Copy out, unchanged, every line from the start of the records to the line that contains "self.hovered = candidate;", and stop there.

Study material ->
________________________
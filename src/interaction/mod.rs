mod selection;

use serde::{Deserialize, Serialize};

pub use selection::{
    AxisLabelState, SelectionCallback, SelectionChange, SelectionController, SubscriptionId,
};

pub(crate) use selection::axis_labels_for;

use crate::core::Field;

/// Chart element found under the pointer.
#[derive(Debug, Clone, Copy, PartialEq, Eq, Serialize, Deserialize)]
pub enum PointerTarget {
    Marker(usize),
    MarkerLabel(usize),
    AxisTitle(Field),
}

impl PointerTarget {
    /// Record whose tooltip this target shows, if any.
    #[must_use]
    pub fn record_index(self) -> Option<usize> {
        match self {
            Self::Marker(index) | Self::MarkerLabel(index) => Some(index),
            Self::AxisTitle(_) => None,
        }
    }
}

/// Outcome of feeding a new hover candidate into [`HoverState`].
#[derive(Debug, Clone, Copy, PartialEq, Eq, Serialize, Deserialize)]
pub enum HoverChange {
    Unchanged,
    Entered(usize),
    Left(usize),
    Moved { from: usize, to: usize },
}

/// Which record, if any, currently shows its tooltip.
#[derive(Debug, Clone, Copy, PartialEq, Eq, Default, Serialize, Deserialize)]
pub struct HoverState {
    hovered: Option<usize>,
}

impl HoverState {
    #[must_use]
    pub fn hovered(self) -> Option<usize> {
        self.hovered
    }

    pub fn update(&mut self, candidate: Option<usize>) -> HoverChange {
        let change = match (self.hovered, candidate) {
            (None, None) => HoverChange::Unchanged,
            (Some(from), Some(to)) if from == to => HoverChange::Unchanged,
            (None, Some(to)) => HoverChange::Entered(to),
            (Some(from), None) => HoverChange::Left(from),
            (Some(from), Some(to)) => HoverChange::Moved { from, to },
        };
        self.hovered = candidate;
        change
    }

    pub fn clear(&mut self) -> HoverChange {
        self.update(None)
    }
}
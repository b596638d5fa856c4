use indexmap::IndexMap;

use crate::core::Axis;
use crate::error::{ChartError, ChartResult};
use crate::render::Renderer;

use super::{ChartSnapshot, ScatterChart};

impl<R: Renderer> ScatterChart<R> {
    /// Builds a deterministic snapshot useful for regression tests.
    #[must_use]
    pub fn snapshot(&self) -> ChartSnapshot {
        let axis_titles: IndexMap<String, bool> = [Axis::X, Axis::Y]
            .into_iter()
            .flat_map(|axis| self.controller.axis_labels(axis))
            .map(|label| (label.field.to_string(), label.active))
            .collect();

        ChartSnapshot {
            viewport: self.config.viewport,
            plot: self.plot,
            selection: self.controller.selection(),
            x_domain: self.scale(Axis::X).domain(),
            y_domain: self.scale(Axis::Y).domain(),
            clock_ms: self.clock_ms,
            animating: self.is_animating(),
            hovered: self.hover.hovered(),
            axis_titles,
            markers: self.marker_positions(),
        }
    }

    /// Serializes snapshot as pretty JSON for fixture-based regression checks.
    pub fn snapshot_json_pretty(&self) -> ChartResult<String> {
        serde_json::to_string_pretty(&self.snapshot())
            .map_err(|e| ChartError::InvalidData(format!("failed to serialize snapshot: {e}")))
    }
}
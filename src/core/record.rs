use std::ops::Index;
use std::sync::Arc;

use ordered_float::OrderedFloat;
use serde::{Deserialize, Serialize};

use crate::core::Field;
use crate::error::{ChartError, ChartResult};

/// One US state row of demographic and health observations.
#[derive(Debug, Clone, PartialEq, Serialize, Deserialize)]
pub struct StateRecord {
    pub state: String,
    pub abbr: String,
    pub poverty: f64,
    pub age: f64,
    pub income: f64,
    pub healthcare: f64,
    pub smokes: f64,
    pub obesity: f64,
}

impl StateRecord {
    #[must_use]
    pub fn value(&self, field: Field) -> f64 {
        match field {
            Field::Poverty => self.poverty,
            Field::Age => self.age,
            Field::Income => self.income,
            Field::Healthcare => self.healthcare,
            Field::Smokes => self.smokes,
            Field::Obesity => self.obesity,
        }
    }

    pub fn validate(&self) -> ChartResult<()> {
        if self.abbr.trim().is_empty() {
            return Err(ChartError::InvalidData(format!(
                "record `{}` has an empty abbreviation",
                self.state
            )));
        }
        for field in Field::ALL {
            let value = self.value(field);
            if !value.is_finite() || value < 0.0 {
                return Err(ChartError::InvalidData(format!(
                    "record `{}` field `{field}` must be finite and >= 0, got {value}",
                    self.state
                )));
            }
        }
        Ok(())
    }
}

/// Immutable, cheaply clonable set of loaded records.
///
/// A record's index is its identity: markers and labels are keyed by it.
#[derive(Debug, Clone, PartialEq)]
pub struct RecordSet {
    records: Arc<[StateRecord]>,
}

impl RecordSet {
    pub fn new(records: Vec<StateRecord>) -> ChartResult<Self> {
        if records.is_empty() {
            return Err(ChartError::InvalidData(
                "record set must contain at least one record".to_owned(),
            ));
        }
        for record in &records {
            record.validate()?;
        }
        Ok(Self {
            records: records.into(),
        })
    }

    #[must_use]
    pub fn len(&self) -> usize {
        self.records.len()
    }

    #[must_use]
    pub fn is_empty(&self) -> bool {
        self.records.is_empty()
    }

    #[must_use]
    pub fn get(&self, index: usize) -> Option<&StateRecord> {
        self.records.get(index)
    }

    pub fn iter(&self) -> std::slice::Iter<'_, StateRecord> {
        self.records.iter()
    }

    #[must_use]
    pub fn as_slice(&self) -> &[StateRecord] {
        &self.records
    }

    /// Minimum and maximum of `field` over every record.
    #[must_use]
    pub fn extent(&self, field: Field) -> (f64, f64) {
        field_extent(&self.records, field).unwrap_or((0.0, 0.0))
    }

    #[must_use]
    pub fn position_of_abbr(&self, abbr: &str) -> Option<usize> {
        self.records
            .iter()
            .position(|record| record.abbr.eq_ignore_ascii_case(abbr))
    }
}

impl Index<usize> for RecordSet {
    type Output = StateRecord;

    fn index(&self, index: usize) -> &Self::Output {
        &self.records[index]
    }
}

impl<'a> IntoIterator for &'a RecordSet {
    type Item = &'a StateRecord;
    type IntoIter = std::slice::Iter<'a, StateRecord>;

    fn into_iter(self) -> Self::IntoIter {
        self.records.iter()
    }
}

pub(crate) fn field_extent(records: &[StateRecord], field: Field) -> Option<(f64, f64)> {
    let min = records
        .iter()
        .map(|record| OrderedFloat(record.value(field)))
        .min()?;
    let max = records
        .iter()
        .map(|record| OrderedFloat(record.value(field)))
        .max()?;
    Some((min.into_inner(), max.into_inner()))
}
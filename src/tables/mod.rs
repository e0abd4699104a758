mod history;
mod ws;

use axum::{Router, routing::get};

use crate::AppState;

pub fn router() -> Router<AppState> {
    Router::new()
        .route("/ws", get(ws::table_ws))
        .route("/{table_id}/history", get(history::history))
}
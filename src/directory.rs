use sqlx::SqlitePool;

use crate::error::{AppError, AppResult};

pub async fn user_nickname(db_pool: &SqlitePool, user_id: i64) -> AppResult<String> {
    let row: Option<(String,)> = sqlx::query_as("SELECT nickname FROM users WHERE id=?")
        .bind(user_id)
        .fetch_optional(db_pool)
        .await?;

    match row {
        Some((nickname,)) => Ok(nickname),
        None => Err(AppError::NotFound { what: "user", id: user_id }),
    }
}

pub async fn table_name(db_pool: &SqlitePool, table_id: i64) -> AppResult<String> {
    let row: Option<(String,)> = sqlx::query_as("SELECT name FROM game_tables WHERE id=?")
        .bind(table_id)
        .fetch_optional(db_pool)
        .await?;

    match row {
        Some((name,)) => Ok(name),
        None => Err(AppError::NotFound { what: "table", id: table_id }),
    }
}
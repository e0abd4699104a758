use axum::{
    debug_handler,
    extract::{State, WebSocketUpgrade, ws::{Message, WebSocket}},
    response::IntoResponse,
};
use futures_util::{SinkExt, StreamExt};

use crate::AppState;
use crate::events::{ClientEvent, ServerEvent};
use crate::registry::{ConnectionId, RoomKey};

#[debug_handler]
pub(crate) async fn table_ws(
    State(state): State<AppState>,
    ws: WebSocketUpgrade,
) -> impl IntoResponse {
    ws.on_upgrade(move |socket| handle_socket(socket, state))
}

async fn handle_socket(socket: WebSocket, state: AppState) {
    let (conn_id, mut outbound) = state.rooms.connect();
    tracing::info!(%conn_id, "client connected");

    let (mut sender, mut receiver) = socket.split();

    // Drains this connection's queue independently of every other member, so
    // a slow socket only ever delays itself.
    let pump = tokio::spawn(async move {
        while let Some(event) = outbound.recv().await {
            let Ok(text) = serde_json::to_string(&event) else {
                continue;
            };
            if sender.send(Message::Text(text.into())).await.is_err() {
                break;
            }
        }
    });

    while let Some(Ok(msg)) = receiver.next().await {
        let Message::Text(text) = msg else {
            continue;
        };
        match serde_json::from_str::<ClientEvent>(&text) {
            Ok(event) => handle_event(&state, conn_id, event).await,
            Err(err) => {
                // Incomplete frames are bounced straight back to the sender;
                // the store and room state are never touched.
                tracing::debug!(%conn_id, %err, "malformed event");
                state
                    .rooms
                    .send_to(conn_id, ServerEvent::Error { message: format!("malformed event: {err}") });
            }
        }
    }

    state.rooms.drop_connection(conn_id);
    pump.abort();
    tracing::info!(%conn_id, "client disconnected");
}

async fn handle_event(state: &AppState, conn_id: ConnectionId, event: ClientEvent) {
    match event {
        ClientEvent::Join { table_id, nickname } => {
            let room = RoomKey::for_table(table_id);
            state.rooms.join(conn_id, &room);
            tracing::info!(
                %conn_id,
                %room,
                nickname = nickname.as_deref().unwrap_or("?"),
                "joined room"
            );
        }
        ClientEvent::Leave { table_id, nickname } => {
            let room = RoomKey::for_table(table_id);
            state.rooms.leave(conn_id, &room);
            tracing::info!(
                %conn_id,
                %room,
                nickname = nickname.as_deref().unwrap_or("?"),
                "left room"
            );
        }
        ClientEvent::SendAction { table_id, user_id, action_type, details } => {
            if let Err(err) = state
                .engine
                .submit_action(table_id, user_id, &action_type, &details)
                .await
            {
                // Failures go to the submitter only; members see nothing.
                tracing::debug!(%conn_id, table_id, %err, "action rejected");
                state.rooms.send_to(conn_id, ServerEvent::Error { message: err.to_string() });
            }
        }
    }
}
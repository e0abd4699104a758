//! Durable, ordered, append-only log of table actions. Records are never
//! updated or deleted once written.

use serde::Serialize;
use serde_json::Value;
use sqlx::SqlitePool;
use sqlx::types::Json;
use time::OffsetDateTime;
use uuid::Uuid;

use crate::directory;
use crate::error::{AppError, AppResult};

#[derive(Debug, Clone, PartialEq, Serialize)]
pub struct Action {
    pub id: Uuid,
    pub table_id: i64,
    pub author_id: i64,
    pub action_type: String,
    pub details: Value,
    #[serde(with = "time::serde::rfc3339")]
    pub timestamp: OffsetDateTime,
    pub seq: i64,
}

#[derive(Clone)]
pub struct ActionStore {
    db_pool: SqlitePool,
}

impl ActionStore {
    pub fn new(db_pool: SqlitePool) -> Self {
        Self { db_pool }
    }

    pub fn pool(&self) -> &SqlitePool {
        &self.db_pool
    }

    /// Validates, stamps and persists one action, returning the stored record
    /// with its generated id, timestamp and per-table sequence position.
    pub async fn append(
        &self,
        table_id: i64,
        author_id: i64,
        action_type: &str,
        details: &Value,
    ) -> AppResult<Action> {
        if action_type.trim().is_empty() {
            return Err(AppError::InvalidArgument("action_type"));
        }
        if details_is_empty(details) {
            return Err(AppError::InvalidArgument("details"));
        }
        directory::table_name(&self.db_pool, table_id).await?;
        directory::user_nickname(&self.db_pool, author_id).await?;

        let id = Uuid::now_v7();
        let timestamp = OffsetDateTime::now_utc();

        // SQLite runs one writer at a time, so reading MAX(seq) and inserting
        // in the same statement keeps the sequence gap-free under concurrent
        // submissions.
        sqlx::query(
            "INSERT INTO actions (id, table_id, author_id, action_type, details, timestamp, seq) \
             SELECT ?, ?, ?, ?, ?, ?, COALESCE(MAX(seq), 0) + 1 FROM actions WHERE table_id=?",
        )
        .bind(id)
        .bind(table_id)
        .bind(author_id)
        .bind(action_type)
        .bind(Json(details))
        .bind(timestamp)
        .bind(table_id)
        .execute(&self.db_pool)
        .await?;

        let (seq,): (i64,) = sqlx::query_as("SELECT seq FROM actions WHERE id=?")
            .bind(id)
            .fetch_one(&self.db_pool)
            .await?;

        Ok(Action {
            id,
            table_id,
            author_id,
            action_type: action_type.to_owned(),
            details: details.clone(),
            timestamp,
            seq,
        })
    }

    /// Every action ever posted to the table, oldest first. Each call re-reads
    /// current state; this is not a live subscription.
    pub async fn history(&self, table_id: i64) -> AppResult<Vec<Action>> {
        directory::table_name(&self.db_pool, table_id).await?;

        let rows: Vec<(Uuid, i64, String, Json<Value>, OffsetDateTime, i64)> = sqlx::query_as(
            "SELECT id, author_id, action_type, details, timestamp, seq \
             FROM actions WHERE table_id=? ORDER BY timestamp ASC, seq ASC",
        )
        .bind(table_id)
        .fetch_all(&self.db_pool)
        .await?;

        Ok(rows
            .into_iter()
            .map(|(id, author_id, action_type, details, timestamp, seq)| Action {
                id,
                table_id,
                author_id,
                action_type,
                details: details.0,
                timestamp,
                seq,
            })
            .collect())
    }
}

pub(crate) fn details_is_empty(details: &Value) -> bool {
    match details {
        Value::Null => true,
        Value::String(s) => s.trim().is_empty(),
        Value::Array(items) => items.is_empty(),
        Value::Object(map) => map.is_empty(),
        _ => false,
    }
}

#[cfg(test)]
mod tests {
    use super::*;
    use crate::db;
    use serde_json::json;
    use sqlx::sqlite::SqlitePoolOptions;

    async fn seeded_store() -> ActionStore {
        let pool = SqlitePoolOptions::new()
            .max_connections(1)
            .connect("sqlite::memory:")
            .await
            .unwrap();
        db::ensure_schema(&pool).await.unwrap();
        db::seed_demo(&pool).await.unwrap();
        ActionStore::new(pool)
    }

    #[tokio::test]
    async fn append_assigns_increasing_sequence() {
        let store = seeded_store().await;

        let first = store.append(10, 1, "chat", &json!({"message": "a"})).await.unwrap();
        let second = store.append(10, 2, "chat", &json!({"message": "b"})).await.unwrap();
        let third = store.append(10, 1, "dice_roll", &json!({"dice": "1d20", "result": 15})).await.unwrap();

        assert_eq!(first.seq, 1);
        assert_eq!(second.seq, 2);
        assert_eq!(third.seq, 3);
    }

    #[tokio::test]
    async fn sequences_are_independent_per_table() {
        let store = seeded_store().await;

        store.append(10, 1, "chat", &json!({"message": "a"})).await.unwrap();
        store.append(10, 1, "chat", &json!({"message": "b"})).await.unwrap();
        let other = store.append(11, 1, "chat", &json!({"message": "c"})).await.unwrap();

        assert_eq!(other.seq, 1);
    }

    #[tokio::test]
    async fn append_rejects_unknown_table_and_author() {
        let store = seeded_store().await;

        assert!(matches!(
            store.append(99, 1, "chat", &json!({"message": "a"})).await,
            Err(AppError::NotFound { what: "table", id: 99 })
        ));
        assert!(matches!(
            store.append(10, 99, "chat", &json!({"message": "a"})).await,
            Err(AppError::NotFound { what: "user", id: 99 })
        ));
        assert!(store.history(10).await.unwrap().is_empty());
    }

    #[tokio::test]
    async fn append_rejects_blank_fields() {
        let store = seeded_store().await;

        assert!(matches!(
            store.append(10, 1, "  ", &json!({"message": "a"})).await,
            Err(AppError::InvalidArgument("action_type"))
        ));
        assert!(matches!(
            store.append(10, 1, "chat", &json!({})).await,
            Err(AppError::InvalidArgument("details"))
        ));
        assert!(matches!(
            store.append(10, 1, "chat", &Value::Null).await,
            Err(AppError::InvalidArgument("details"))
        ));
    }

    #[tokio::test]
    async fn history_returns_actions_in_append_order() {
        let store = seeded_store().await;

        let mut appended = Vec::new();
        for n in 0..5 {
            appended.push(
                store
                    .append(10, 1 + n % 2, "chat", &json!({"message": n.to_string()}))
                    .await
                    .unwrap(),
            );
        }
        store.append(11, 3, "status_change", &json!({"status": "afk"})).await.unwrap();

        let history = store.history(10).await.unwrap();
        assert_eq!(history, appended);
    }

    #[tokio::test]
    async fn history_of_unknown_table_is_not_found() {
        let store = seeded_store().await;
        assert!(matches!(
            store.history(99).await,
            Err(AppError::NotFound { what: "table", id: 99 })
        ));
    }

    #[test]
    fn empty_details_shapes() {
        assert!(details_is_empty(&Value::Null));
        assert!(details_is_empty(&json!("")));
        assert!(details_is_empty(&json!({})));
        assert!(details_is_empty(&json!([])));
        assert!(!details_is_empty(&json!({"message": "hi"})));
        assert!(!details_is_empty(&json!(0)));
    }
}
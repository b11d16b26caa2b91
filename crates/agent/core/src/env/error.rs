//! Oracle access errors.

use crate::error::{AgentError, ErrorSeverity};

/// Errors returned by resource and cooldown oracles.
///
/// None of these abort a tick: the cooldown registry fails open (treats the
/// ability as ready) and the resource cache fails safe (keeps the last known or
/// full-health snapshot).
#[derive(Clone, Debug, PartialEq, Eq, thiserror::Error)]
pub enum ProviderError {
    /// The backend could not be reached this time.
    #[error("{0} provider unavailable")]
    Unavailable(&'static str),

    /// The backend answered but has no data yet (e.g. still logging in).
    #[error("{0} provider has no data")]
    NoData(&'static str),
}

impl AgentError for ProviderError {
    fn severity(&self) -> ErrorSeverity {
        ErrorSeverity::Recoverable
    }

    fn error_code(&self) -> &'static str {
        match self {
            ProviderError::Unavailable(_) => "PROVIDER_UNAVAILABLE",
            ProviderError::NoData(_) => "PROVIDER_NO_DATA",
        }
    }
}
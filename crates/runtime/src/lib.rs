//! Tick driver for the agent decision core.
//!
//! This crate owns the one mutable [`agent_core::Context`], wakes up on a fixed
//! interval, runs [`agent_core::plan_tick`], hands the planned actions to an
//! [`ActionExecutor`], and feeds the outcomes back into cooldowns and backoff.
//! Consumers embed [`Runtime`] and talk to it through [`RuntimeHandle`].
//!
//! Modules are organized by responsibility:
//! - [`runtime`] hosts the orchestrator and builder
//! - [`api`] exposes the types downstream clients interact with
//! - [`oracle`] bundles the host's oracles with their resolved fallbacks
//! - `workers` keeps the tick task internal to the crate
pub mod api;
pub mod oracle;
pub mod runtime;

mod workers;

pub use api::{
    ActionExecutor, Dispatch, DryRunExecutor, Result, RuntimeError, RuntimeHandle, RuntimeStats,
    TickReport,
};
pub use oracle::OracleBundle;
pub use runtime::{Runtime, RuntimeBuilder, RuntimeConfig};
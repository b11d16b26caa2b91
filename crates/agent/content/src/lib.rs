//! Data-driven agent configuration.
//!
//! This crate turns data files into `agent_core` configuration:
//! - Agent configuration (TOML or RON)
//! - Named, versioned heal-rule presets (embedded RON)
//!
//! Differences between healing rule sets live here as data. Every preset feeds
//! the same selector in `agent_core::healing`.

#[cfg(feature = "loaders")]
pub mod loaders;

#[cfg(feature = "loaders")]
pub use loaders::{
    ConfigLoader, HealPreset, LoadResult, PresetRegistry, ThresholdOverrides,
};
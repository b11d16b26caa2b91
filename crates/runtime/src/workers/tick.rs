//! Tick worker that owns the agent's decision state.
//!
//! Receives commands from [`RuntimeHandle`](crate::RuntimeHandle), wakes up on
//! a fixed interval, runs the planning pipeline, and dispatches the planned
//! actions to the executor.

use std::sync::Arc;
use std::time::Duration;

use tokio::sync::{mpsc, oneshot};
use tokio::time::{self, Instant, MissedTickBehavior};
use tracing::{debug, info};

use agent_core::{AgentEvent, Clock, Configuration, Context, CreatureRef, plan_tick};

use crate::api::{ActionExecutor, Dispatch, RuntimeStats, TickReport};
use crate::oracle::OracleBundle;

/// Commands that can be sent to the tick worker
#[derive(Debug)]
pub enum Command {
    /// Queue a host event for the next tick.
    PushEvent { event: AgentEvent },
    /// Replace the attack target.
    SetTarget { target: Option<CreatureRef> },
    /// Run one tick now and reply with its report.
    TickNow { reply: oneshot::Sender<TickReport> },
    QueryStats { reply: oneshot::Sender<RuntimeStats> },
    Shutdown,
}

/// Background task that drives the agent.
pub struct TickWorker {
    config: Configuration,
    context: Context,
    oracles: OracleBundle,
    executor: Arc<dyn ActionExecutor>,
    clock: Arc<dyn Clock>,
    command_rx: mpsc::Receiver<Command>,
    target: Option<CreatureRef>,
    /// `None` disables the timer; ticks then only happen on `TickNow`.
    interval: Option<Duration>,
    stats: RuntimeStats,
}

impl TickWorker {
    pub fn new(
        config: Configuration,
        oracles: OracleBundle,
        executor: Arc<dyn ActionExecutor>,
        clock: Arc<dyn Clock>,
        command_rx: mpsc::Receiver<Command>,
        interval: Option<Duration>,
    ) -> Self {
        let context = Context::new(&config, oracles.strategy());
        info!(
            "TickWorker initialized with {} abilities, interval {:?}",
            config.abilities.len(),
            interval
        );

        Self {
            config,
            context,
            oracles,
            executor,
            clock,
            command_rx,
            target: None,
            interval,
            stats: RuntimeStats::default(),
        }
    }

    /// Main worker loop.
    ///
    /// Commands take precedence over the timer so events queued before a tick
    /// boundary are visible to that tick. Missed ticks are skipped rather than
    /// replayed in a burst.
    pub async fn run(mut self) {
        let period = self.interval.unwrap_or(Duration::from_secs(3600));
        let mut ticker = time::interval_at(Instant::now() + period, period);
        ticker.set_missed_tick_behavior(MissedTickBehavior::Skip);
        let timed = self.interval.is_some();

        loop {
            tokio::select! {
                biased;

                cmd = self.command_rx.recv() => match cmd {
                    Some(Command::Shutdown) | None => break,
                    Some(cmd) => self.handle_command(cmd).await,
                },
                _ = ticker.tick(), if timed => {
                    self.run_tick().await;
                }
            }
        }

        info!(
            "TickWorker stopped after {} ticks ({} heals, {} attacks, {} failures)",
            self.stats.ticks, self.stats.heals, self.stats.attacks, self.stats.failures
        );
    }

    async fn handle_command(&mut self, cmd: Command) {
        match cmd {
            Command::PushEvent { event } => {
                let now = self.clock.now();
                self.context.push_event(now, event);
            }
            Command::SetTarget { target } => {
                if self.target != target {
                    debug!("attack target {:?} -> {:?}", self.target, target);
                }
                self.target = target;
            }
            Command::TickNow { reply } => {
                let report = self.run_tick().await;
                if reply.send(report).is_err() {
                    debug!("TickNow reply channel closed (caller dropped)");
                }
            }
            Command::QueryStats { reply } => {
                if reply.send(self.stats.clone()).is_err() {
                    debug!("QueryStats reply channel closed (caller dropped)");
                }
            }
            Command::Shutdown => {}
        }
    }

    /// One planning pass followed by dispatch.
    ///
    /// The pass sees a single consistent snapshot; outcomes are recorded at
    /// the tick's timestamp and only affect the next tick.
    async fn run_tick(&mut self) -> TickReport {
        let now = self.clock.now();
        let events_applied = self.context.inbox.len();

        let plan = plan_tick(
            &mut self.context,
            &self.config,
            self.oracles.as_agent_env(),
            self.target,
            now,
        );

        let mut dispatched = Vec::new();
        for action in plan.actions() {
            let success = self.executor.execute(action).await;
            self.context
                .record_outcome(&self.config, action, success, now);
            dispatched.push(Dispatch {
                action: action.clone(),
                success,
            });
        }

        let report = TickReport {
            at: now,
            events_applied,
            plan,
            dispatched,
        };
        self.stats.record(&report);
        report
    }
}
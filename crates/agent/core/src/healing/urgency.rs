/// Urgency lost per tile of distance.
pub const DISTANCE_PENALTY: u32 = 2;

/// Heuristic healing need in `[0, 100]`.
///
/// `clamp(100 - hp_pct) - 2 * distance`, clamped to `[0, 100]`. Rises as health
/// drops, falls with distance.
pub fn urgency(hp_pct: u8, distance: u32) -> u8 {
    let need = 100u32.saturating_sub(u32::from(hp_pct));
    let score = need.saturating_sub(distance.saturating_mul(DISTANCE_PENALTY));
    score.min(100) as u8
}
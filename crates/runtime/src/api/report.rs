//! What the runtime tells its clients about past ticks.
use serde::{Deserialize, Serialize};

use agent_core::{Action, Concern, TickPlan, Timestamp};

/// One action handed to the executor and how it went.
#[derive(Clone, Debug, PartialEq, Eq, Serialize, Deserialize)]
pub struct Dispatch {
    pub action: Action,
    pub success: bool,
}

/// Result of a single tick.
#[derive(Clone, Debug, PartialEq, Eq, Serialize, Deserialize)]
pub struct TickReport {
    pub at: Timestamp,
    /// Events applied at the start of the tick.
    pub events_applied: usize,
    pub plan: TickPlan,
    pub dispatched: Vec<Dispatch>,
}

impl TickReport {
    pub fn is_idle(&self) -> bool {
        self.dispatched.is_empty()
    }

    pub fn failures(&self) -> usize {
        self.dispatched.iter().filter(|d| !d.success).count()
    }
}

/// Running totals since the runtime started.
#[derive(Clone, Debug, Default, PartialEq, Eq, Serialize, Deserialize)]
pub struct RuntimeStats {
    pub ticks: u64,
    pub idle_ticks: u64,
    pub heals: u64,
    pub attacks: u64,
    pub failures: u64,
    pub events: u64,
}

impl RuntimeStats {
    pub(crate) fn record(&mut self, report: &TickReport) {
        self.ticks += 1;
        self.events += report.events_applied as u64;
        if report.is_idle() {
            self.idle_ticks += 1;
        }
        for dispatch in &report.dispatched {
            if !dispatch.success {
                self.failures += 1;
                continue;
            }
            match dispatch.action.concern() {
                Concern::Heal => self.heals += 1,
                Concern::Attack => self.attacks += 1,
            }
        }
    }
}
________________________
Output of the exercise ->
filename src/interaction/mod.rs
mod selection;

use serde::{Deserialize, Serialize};

pub use selection::{
    AxisLabelState, SelectionCallback, SelectionChange, SelectionController, SubscriptionId,
};

pub(crate) use selection::axis_labels_for;

use crate::core::Field;

/// Chart element found under the pointer.
#[derive(Debug, Clone, Copy, PartialEq, Eq, Serialize, Deserialize)]
pub enum PointerTarget {
    Marker(usize),
    MarkerLabel(usize),
    AxisTitle(Field),
}

impl PointerTarget {
    /// Record whose tooltip this target shows, if any.
    #[must_use]
    pub fn record_index(self) -> Option<usize> {
        match self {
            Self::Marker(index) | Self::MarkerLabel(index) => Some(index),
            Self::AxisTitle(_) => None,
        }
    }
}

/// Outcome of feeding a new hover candidate into [`HoverState`].
#[derive(Debug, Clone, Copy, PartialEq, Eq, Serialize, Deserialize)]
pub enum HoverChange {
    Unchanged,
    Entered(usize),
    Left(usize),
    Moved { from: usize, to: usize },
}

/// Which record, if any, currently shows its tooltip.
#[derive(Debug, Clone, Copy, PartialEq, Eq, Default, Serialize, Deserialize)]
pub struct HoverState {
    hovered: Option<usize>,
}

impl HoverState {
    #[must_use]
    pub fn hovered(self) -> Option<usize> {
        self.hovered
    }

    pub fn update(&mut self, candidate: Option<usize>) -> HoverChange {
        let change = match (self.hovered, candidate) {
            (None, None) => HoverChange::Unchanged,
            (Some(from), Some(to)) if from == to => HoverChange::Unchanged,
            (None, Some(to)) => HoverChange::Entered(to),
            (Some(from), None) => HoverChange::Left(from),
            (Some(from), Some(to)) => HoverChange::Moved { from, to },
        };
        self.hovered = candidate;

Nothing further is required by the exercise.